Your objective
Go through the data below and report how many lines contain "close"; the reply holds only that number.

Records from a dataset
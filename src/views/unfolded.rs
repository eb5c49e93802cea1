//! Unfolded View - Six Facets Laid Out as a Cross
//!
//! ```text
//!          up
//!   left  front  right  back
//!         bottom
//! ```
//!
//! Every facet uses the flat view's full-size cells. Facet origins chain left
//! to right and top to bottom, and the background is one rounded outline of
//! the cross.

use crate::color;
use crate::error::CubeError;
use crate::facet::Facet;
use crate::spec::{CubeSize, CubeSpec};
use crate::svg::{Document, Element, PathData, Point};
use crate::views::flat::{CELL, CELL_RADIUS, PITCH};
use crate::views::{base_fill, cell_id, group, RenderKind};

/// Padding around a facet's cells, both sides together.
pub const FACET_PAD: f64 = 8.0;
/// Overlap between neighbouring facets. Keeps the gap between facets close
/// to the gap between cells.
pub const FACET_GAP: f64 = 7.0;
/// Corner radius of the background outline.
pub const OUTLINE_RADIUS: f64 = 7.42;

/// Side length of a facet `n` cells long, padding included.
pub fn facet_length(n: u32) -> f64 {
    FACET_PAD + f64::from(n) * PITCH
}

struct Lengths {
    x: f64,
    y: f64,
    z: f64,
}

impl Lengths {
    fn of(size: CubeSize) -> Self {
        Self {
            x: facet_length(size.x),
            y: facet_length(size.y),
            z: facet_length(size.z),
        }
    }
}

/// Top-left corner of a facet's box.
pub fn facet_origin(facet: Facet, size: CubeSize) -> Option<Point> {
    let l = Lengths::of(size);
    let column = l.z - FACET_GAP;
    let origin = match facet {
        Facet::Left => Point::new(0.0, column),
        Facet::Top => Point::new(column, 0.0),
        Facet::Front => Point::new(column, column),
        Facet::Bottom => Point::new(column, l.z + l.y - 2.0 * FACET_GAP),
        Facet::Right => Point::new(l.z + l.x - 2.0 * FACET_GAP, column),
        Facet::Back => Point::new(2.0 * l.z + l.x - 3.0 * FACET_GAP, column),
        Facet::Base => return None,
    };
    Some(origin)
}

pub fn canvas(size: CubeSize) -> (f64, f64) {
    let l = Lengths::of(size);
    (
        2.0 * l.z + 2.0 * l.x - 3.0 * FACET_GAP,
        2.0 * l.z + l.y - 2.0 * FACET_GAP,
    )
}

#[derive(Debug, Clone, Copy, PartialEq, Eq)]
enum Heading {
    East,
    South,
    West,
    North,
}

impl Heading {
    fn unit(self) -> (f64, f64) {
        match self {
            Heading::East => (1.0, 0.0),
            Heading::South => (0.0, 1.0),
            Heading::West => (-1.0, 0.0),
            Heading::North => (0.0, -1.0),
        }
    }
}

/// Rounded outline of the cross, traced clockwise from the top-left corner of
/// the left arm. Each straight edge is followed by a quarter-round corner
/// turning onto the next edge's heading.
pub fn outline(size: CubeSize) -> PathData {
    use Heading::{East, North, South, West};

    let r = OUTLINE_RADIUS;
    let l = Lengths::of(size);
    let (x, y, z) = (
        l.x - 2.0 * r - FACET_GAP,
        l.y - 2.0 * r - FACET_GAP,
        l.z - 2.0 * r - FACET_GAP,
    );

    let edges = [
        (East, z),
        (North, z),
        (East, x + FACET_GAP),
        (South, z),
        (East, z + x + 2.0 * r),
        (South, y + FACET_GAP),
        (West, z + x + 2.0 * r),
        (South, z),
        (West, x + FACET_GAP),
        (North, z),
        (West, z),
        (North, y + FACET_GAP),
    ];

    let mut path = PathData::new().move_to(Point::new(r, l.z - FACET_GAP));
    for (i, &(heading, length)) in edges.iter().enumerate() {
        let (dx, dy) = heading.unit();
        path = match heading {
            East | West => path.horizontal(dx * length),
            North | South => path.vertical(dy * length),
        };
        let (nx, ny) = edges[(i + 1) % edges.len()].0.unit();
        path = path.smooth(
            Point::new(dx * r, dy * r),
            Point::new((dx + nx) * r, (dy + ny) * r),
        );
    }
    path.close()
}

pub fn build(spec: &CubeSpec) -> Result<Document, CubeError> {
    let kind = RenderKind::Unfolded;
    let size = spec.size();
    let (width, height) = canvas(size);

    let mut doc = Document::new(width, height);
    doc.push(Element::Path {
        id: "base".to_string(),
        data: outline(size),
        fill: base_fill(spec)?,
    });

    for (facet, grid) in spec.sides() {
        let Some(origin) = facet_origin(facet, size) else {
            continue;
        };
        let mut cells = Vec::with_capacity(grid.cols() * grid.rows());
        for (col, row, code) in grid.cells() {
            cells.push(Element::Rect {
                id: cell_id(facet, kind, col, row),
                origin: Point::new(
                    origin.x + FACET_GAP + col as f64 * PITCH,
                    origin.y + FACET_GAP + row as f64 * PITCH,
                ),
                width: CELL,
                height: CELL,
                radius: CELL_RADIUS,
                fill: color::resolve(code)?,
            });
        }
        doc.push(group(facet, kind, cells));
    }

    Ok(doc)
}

Answer area
2